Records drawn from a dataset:
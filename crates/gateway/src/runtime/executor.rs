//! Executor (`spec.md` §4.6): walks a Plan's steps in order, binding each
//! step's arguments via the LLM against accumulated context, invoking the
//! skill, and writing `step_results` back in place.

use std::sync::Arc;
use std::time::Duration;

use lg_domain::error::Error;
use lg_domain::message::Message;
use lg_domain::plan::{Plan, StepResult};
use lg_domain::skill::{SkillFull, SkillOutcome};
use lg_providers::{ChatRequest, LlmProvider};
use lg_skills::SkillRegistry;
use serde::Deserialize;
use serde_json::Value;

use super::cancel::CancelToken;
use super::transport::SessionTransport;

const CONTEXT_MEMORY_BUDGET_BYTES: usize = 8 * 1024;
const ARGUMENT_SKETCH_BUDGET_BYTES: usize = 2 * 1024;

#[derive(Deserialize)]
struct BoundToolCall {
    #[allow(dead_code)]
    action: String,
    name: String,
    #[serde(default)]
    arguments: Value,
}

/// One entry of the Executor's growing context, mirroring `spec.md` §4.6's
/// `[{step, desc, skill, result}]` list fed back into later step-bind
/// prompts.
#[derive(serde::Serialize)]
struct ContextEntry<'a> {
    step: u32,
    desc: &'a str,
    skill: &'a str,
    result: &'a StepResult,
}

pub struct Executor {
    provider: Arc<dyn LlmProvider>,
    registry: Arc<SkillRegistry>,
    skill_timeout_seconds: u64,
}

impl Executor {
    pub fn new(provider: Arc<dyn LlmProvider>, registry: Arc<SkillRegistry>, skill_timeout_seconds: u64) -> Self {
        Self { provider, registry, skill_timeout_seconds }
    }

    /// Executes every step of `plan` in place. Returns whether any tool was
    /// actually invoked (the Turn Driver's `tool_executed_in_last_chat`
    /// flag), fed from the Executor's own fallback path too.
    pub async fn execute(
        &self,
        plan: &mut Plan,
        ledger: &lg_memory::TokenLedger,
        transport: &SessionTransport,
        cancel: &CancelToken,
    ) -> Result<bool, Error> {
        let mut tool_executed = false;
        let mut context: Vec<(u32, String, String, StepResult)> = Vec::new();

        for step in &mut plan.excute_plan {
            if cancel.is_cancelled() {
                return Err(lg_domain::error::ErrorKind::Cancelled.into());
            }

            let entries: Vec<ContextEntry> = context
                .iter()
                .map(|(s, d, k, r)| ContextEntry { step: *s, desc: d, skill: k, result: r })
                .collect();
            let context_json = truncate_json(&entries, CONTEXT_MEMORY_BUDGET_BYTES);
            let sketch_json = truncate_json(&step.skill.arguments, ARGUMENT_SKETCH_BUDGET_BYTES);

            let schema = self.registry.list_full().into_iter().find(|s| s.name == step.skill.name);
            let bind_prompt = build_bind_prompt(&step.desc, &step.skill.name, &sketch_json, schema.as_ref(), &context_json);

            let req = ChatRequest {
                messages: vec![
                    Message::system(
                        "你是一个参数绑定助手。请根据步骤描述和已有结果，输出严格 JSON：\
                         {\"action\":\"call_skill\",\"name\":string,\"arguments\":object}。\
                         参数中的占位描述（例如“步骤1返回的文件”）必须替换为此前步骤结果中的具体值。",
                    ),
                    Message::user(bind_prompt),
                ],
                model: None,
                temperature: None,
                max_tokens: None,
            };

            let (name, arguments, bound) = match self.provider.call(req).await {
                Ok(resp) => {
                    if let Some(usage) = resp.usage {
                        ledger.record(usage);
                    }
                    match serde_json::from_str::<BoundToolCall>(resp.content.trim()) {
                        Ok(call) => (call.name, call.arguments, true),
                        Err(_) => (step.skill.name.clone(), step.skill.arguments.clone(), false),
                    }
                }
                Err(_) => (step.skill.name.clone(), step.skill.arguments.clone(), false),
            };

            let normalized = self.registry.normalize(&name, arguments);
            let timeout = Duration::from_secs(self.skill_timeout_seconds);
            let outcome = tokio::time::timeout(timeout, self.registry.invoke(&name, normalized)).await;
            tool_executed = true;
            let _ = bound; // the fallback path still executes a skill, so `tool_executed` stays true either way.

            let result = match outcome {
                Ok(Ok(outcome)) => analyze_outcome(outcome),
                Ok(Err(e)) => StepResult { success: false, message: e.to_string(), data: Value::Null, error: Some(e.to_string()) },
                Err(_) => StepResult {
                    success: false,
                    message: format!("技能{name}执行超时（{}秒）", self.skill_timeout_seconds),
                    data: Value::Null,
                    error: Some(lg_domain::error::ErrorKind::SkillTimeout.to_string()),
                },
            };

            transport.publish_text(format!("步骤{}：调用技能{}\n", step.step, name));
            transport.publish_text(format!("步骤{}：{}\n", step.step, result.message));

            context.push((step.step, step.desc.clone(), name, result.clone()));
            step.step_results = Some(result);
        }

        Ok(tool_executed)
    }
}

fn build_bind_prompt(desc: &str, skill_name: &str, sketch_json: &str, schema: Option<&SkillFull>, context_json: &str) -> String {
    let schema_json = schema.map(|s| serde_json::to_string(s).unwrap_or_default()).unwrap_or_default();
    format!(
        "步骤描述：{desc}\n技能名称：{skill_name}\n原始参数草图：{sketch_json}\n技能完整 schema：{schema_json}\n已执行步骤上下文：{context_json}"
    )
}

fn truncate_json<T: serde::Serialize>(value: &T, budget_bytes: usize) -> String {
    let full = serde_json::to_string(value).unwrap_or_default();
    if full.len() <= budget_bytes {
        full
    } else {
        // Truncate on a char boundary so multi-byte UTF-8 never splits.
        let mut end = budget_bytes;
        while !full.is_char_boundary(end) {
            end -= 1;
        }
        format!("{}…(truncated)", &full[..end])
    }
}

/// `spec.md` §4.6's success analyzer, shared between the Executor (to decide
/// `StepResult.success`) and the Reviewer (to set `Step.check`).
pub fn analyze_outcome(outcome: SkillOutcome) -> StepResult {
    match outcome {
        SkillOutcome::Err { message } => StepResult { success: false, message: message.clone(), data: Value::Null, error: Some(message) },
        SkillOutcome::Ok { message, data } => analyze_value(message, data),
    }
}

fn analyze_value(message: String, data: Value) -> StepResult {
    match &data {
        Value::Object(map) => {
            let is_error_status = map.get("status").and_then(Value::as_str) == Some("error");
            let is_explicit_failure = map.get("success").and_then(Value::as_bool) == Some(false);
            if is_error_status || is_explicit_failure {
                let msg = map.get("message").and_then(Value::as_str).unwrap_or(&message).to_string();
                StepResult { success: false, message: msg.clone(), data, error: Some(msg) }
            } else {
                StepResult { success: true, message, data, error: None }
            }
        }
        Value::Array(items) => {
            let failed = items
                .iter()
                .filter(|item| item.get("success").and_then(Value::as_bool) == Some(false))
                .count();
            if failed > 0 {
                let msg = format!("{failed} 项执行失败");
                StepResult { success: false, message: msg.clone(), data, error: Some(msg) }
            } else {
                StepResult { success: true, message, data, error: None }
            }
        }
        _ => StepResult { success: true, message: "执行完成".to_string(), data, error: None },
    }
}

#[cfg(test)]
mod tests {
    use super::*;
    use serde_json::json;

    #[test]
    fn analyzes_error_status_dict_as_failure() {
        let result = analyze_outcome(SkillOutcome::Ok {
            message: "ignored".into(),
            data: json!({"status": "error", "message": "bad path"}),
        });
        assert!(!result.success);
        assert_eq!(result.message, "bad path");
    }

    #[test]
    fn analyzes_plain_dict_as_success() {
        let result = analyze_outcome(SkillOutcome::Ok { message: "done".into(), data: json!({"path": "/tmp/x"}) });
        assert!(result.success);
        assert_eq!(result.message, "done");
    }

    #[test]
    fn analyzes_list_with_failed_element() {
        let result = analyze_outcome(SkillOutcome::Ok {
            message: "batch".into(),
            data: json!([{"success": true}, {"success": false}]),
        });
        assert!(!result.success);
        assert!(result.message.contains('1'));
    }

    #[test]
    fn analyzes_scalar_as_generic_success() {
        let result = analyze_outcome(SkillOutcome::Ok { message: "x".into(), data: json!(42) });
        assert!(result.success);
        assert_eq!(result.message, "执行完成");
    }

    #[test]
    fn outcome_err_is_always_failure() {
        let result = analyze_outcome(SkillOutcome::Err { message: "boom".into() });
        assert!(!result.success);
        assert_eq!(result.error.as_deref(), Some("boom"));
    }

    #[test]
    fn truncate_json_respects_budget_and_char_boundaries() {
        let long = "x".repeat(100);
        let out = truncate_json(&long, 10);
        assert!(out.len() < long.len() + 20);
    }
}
* * *
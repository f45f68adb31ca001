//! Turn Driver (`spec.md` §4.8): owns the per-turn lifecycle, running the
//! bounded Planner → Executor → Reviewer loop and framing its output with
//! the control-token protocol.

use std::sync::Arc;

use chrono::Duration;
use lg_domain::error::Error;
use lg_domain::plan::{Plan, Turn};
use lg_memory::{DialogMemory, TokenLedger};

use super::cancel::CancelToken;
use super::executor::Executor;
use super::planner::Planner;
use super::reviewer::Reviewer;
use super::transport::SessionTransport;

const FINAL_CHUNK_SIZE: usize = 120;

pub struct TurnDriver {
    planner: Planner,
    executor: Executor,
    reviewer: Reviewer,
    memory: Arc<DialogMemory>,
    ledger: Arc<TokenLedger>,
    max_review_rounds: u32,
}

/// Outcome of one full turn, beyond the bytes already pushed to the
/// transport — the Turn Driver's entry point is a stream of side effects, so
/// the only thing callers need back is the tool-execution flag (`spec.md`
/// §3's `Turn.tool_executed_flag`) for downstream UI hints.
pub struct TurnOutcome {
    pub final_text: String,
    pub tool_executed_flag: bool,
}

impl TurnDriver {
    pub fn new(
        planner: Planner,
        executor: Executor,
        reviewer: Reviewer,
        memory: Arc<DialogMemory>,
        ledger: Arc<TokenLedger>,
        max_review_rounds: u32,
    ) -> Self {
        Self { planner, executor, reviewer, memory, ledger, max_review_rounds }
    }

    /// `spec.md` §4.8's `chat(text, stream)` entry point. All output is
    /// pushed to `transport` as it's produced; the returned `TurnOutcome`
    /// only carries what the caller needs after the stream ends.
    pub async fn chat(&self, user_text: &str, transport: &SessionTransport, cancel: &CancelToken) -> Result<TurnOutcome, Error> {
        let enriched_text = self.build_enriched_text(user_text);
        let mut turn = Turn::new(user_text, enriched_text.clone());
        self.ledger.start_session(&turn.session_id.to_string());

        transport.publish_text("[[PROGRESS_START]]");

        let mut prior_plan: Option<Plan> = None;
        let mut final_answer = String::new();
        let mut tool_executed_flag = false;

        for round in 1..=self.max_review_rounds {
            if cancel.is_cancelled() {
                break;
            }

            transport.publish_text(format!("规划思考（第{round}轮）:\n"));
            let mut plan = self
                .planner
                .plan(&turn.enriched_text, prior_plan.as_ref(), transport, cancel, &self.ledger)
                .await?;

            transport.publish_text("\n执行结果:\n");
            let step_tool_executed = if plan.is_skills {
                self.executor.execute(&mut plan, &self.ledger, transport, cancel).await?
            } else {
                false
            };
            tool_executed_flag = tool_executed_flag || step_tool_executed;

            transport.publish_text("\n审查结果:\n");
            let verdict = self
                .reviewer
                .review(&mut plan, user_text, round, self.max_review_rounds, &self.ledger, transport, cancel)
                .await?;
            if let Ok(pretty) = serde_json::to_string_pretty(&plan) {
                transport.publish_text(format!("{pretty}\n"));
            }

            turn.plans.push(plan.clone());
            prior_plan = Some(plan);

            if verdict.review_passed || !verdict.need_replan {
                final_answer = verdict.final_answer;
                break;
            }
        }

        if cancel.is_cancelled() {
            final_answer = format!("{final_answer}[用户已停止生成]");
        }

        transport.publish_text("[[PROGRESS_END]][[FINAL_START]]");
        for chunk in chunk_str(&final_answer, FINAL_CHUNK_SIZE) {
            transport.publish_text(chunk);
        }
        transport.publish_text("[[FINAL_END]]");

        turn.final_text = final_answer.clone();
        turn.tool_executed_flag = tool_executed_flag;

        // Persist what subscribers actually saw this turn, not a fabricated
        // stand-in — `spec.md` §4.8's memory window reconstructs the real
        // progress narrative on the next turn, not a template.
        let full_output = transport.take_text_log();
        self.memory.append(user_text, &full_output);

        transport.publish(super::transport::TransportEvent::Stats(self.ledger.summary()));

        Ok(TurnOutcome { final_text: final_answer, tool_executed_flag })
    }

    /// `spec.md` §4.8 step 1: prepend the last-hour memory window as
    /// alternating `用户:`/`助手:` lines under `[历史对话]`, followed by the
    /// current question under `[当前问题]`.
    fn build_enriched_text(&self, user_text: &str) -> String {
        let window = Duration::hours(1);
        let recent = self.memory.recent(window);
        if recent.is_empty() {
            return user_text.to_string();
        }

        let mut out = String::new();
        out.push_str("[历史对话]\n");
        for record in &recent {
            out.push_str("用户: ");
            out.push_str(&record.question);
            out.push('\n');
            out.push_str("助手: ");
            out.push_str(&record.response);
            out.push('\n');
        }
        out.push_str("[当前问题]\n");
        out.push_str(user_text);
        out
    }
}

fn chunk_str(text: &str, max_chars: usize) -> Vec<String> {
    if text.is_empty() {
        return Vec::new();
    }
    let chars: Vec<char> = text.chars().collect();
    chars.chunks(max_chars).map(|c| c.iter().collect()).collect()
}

## WHAT NEEDS TO BE DONE
Among the records above, repeat exactly the line with "filename crates/gateway/src/runtime/executor.rs", the line with "any tool was", and every line in between, and only those.

## ANSWER TO THE EXERCISE
filename crates/gateway/src/runtime/executor.rs
//! Executor (`spec.md` §4.6): walks a Plan's steps in order, binding each
//! step's arguments via the LLM against accumulated context, invoking the
//! skill, and writing `step_results` back in place.

use std::sync::Arc;
use std::time::Duration;

use lg_domain::error::Error;
use lg_domain::message::Message;
use lg_domain::plan::{Plan, StepResult};
use lg_domain::skill::{SkillFull, SkillOutcome};
use lg_providers::{ChatRequest, LlmProvider};
use lg_skills::SkillRegistry;
use serde::Deserialize;
use serde_json::Value;

use super::cancel::CancelToken;
use super::transport::SessionTransport;

const CONTEXT_MEMORY_BUDGET_BYTES: usize = 8 * 1024;
const ARGUMENT_SKETCH_BUDGET_BYTES: usize = 2 * 1024;

#[derive(Deserialize)]
struct BoundToolCall {
    #[allow(dead_code)]
    action: String,
    name: String,
    #[serde(default)]
    arguments: Value,
}

/// One entry of the Executor's growing context, mirroring `spec.md` §4.6's
/// `[{step, desc, skill, result}]` list fed back into later step-bind
/// prompts.
#[derive(serde::Serialize)]
struct ContextEntry<'a> {
    step: u32,
    desc: &'a str,
    skill: &'a str,
    result: &'a StepResult,
}

pub struct Executor {
    provider: Arc<dyn LlmProvider>,
    registry: Arc<SkillRegistry>,
    skill_timeout_seconds: u64,
}

impl Executor {
    pub fn new(provider: Arc<dyn LlmProvider>, registry: Arc<SkillRegistry>, skill_timeout_seconds: u64) -> Self {
        Self { provider, registry, skill_timeout_seconds }
    }

    /// Executes every step of `plan` in place. Returns whether any tool was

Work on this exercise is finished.